> **Work instruction**: Go through the data line by line. Copy each one holding the string "executed".

Stored items
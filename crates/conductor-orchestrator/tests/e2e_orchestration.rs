#![allow(clippy::unwrap_used, clippy::expect_used)]
//! End-to-end orchestration tests.
//!
//! Executors are simulated by bus subscribers answering every dispatch
//! immediately, so each test runs the real loop, store and aggregator.

use async_trait::async_trait;
use conductor_bus::{BusMessage, Heartbeat, MessageHandler, TaskBus, Topic};
use conductor_core::{
    Classification, ConductorError, ConductorResult, DecisionAction, Issue, Outcome, Phase,
    PlanStep, TaskDispatch, TaskResult, TaskStatus,
};
use conductor_orchestrator::{
    Classifier, Dispatcher, OrchestratorConfig, Planner, RequestContext, StagedPlanner,
    StateMachine, TaskTracker,
};
use conductor_policy::PolicyEngine;
use conductor_store::{FileStateStore, StateStore};
use parking_lot::Mutex;
use serde_json::{json, Value};
use std::sync::Arc;

type Script = dyn Fn(&TaskDispatch) -> TaskResult + Send + Sync;

/// Answers every dispatch with the result produced by `script`.
struct ScriptedExecutor {
    bus: Arc<TaskBus>,
    script: Box<Script>,
    seen: Mutex<Vec<TaskDispatch>>,
}

impl ScriptedExecutor {
    fn install(bus: &Arc<TaskBus>, script: Box<Script>) -> Arc<Self> {
        let executor = Arc::new(Self {
            bus: bus.clone(),
            script,
            seen: Mutex::new(Vec::new()),
        });
        bus.subscribe(Topic::TaskDispatch, executor.clone());
        executor
    }

    fn dispatches(&self) -> Vec<TaskDispatch> {
        self.seen.lock().clone()
    }
}

#[async_trait]
impl MessageHandler for ScriptedExecutor {
    async fn handle(&self, message: &BusMessage) -> ConductorResult<()> {
        let Some(dispatch) = message.as_dispatch() else {
            return Ok(());
        };
        self.seen.lock().push(dispatch.clone());
        self.bus
            .publish(BusMessage::heartbeat(
                Heartbeat::new("scripted").for_task(&dispatch.session_id, &dispatch.task_id),
            ))
            .await;
        let result = (self.script)(dispatch);
        self.bus.publish(BusMessage::result(result)).await;
        Ok(())
    }
}

fn succeed(dispatch: &TaskDispatch) -> TaskResult {
    TaskResult::success_for(dispatch, "scripted").with_confidence(0.9)
}

fn fail(dispatch: &TaskDispatch) -> TaskResult {
    TaskResult::failed_for(dispatch, "scripted", Issue::new("test_failure", "assertion failed"))
}

fn quick_config() -> OrchestratorConfig {
    OrchestratorConfig {
        max_iterations: 5,
        observation_timeout_secs: 2,
        poll_interval_ms: 10,
        ..Default::default()
    }
}

fn policy_engine(yaml: &str) -> (Arc<PolicyEngine>, tempfile::TempDir) {
    let tmp = tempfile::tempdir().unwrap();
    let path = tmp.path().join("policy.yaml");
    std::fs::write(&path, yaml).unwrap();
    let engine = Arc::new(PolicyEngine::new());
    engine.load(&path).unwrap();
    (engine, tmp)
}

#[tokio::test]
async fn test_simple_task_completes() {
    let config = OrchestratorConfig {
        clear_bus_on_finish: false,
        ..quick_config()
    };
    let machine = StateMachine::builder().config(config).build().unwrap();
    let executor = ScriptedExecutor::install(machine.bus(), Box::new(succeed));

    let result = machine
        .execute("simple task", RequestContext::new(), Some("e2e-ok".into()))
        .await;

    assert!(result.success, "error: {:?}", result.error);
    assert_eq!(result.final_phase, Phase::Complete);
    assert!(result.total_iterations >= 1);
    assert!(result.error.is_none());

    let phases: Vec<Phase> = result.history.iter().map(|s| s.phase).collect();
    assert_eq!(
        phases,
        vec![
            Phase::Awareness,
            Phase::Planning,
            Phase::Delegation,
            Phase::Observation,
            Phase::Decision,
            Phase::Complete,
        ]
    );

    let dispatches = executor.dispatches();
    assert_eq!(dispatches.len(), 1);
    assert_eq!(dispatches[0].task_id, "e2e-ok-i0-step-1");
    assert_eq!(dispatches[0].objective, "simple task");

    let logs = machine.store().decisions_for_session("e2e-ok").await.unwrap();
    assert_eq!(logs.len(), 1);
    assert_eq!(logs[0].outcome, Outcome::Success);

    let summaries = machine
        .bus()
        .mailbox("e2e-ok")
        .into_iter()
        .filter(|m| m.topic() == Topic::ObservationSummary)
        .count();
    assert_eq!(summaries, 1);
}

#[tokio::test]
async fn test_always_failing_executor_retries_then_escalates() {
    let (policy, _tmp) = policy_engine("defaults: { retry: { max_retry: 2, backoff_sec: 0 } }\n");
    let machine = StateMachine::builder()
        .config(quick_config())
        .policy(policy)
        .build()
        .unwrap();
    let executor = ScriptedExecutor::install(machine.bus(), Box::new(fail));

    let result = machine
        .execute("flaky task", RequestContext::new(), Some("e2e-retry".into()))
        .await;

    assert!(!result.success);
    assert_eq!(result.final_phase, Phase::Decision);
    assert_eq!(result.total_iterations, 3);
    assert!(result.error.unwrap().contains("Retry budget"));

    let logs = machine.store().decisions_for_session("e2e-retry").await.unwrap();
    assert_eq!(logs.len(), 3);
    for log in &logs[..2] {
        assert_eq!(log.decision.action, DecisionAction::Retry);
        assert_eq!(log.outcome, Outcome::Partial);
    }
    assert_eq!(logs[2].decision.action, DecisionAction::Escalate);
    assert_eq!(logs[2].outcome, Outcome::Failure);

    let ids: Vec<String> = executor.dispatches().into_iter().map(|d| d.task_id).collect();
    assert_eq!(
        ids,
        vec!["e2e-retry-i0-step-1", "e2e-retry-i1-step-1", "e2e-retry-i2-step-1"]
    );
    // Retries skip AWARENESS and PLANNING.
    let planning_visits = result
        .history
        .iter()
        .filter(|s| s.phase == Phase::Planning)
        .count();
    assert_eq!(planning_visits, 1);
}

#[tokio::test]
async fn test_failing_executor_without_policy_retries_until_limit() {
    let config = OrchestratorConfig {
        observation_timeout_secs: 2,
        poll_interval_ms: 10,
        ..Default::default()
    };
    let machine = StateMachine::builder().config(config).build().unwrap();
    let executor = ScriptedExecutor::install(machine.bus(), Box::new(fail));

    let result = machine
        .execute("never works", RequestContext::new(), Some("e2e-limit".into()))
        .await;

    assert!(!result.success);
    assert_eq!(result.final_phase, Phase::Decision);
    assert_eq!(result.total_iterations, 10);
    assert_eq!(result.error.as_deref(), Some("Iteration limit of 10 reached"));
    assert_eq!(executor.dispatches().len(), 10);

    let logs = machine.store().decisions_for_session("e2e-limit").await.unwrap();
    assert_eq!(logs.len(), 10);
    for log in &logs {
        assert_eq!(log.decision.action, DecisionAction::Retry);
        assert_eq!(log.outcome, Outcome::Partial);
    }

    let replayed = machine.replay("e2e-limit").await.unwrap();
    assert!(!replayed.success);
    assert_eq!(replayed.total_iterations, 10);
    assert_eq!(replayed.error, result.error);
}

#[tokio::test]
async fn test_finished_session_is_cleared_from_bus() {
    let machine = StateMachine::builder().config(quick_config()).build().unwrap();
    ScriptedExecutor::install(machine.bus(), Box::new(succeed));
    let bystander = TaskResult::new("other-session", "other-task", "w", TaskStatus::Success);
    machine.bus().publish(BusMessage::result(bystander)).await;

    let result = machine
        .execute("tidy up", RequestContext::new(), Some("e2e-clean".into()))
        .await;
    assert!(result.success, "error: {:?}", result.error);

    assert!(machine.bus().get_result("e2e-clean-i0-step-1").is_none());
    assert!(machine.bus().mailbox("e2e-clean").is_empty());
    assert!(machine.bus().get_result("other-task").is_some());
    assert_eq!(machine.bus().mailbox("other-session").len(), 1);
}

#[tokio::test]
async fn test_replay_matches_execution() {
    let tmp = tempfile::tempdir().unwrap();
    let store: Arc<dyn StateStore> =
        Arc::new(FileStateStore::new(tmp.path().join("states")).await.unwrap());
    let machine = StateMachine::builder()
        .config(quick_config())
        .store(store.clone())
        .build()
        .unwrap();
    let attempts = Arc::new(Mutex::new(0u32));
    let counter = attempts.clone();
    ScriptedExecutor::install(
        machine.bus(),
        Box::new(move |dispatch: &TaskDispatch| {
            let mut n = counter.lock();
            *n += 1;
            if *n == 1 {
                fail(dispatch)
            } else {
                succeed(dispatch)
            }
        }),
    );

    let executed = machine
        .execute("build it", RequestContext::new(), Some("e2e-replay".into()))
        .await;
    assert!(executed.success);
    assert_eq!(executed.total_iterations, 2);

    let replayed = machine.replay("e2e-replay").await.unwrap();
    assert_eq!(replayed.session_id, executed.session_id);
    assert_eq!(replayed.success, executed.success);
    assert_eq!(replayed.final_phase, executed.final_phase);
    assert_eq!(replayed.total_iterations, executed.total_iterations);
    assert_eq!(replayed.error, executed.error);
    assert_eq!(replayed.result, executed.result);
    let keys = |r: &conductor_orchestrator::ExecutionResult| {
        r.history.iter().map(|s| s.key()).collect::<Vec<_>>()
    };
    assert_eq!(keys(&replayed), keys(&executed));

    let missing = machine.replay("never-ran").await.unwrap_err();
    assert!(matches!(missing, ConductorError::NotFound(_)));
}

struct BrokenClassifier;

#[async_trait]
impl Classifier for BrokenClassifier {
    async fn classify(&self, _: &str, _: &RequestContext) -> ConductorResult<Classification> {
        Err(ConductorError::Collaborator("classifier offline".into()))
    }
}

struct PanickingPlanner;

#[async_trait]
impl Planner for PanickingPlanner {
    async fn plan(
        &self,
        _: &str,
        _: &Classification,
        _: &RequestContext,
    ) -> ConductorResult<Vec<PlanStep>> {
        panic!("planner crashed");
    }
}

#[tokio::test]
async fn test_collaborator_failures_fall_back() {
    let machine = StateMachine::builder()
        .config(quick_config())
        .classifier(Arc::new(BrokenClassifier))
        .planner(Arc::new(PanickingPlanner))
        .build()
        .unwrap();
    ScriptedExecutor::install(machine.bus(), Box::new(succeed));

    let result = machine
        .execute("do the thing", RequestContext::new(), Some("e2e-fallback".into()))
        .await;
    assert!(result.success, "error: {:?}", result.error);

    let awareness = &result.history[0];
    assert_eq!(awareness.metadata["classification"]["type"], "generic");
    assert_eq!(awareness.metadata["classification"]["risk"], "safe");
    let plan = result.history[1].plan.as_ref().unwrap();
    assert_eq!(plan.len(), 1);
    assert_eq!(plan[0].objective, "do the thing");
}

#[tokio::test]
async fn test_policy_capabilities_reach_retried_dispatch() {
    let (policy, _tmp) = policy_engine(
        r#"
defaults:
  allow: [read_repo]
rules:
  - name: retry-with-write
    when:
      observation_summary.blocking_issues: true
      retry_count: { lt: 1 }
    then:
      decision: { action: retry, reason: first attempt failed }
      allow: { capabilities: [write_fs, deploy] }
      forbid: { capabilities: [deploy] }
"#,
    );
    let machine = StateMachine::builder()
        .config(quick_config())
        .policy(policy)
        .build()
        .unwrap();
    let attempts = Arc::new(Mutex::new(0u32));
    let counter = attempts.clone();
    let executor = ScriptedExecutor::install(
        machine.bus(),
        Box::new(move |dispatch: &TaskDispatch| {
            let mut n = counter.lock();
            *n += 1;
            if *n == 1 {
                fail(dispatch)
            } else {
                succeed(dispatch)
            }
        }),
    );

    let result = machine
        .execute("migrate", RequestContext::new(), Some("e2e-caps".into()))
        .await;
    assert!(result.success, "error: {:?}", result.error);

    let dispatches = executor.dispatches();
    assert_eq!(dispatches.len(), 2);
    assert!(dispatches[0].policy.is_empty());
    assert_eq!(dispatches[1].policy["allow"], json!(["read_repo", "write_fs"]));
    assert_eq!(dispatches[1].policy["forbid"], json!(["deploy"]));

    let first_decision = result
        .history
        .iter()
        .find(|s| s.phase == Phase::Decision)
        .unwrap();
    assert_eq!(first_decision.metadata["rule_hits"], json!(["retry-with-write"]));
}

#[tokio::test]
async fn test_security_issue_escalates() {
    let (policy, _tmp) = policy_engine(
        r#"
rules:
  - name: security-escalation
    priority: 200
    when:
      observations: { any_issue_type_in: [security] }
    then:
      decision: { action: escalate, reason: security issue reported }
  - name: always-retry
    then:
      decision: retry
"#,
    );
    let machine = StateMachine::builder()
        .config(quick_config())
        .policy(policy)
        .build()
        .unwrap();
    ScriptedExecutor::install(
        machine.bus(),
        Box::new(|dispatch: &TaskDispatch| {
            TaskResult::failed_for(dispatch, "scripted", Issue::new("security", "secret leaked"))
        }),
    );

    let result = machine
        .execute("ship", RequestContext::new(), Some("e2e-sec".into()))
        .await;
    assert!(!result.success);
    assert_eq!(result.total_iterations, 1);
    assert_eq!(
        result.error.as_deref(),
        Some("Escalated: security issue reported")
    );
}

> **Solution to the problem**:
    let executed = machine
    assert!(executed.success);
    assert_eq!(executed.total_iterations, 2);
    assert_eq!(replayed.session_id, executed.session_id);
    assert_eq!(replayed.success, executed.success);
    assert_eq!(replayed.final_phase, executed.final_phase);
    assert_eq!(replayed.total_iterations, executed.total_iterations);
    assert_eq!(replayed.error, executed.error);
    assert_eq!(replayed.result, executed.result);
    assert_eq!(keys(&replayed), keys(&executed));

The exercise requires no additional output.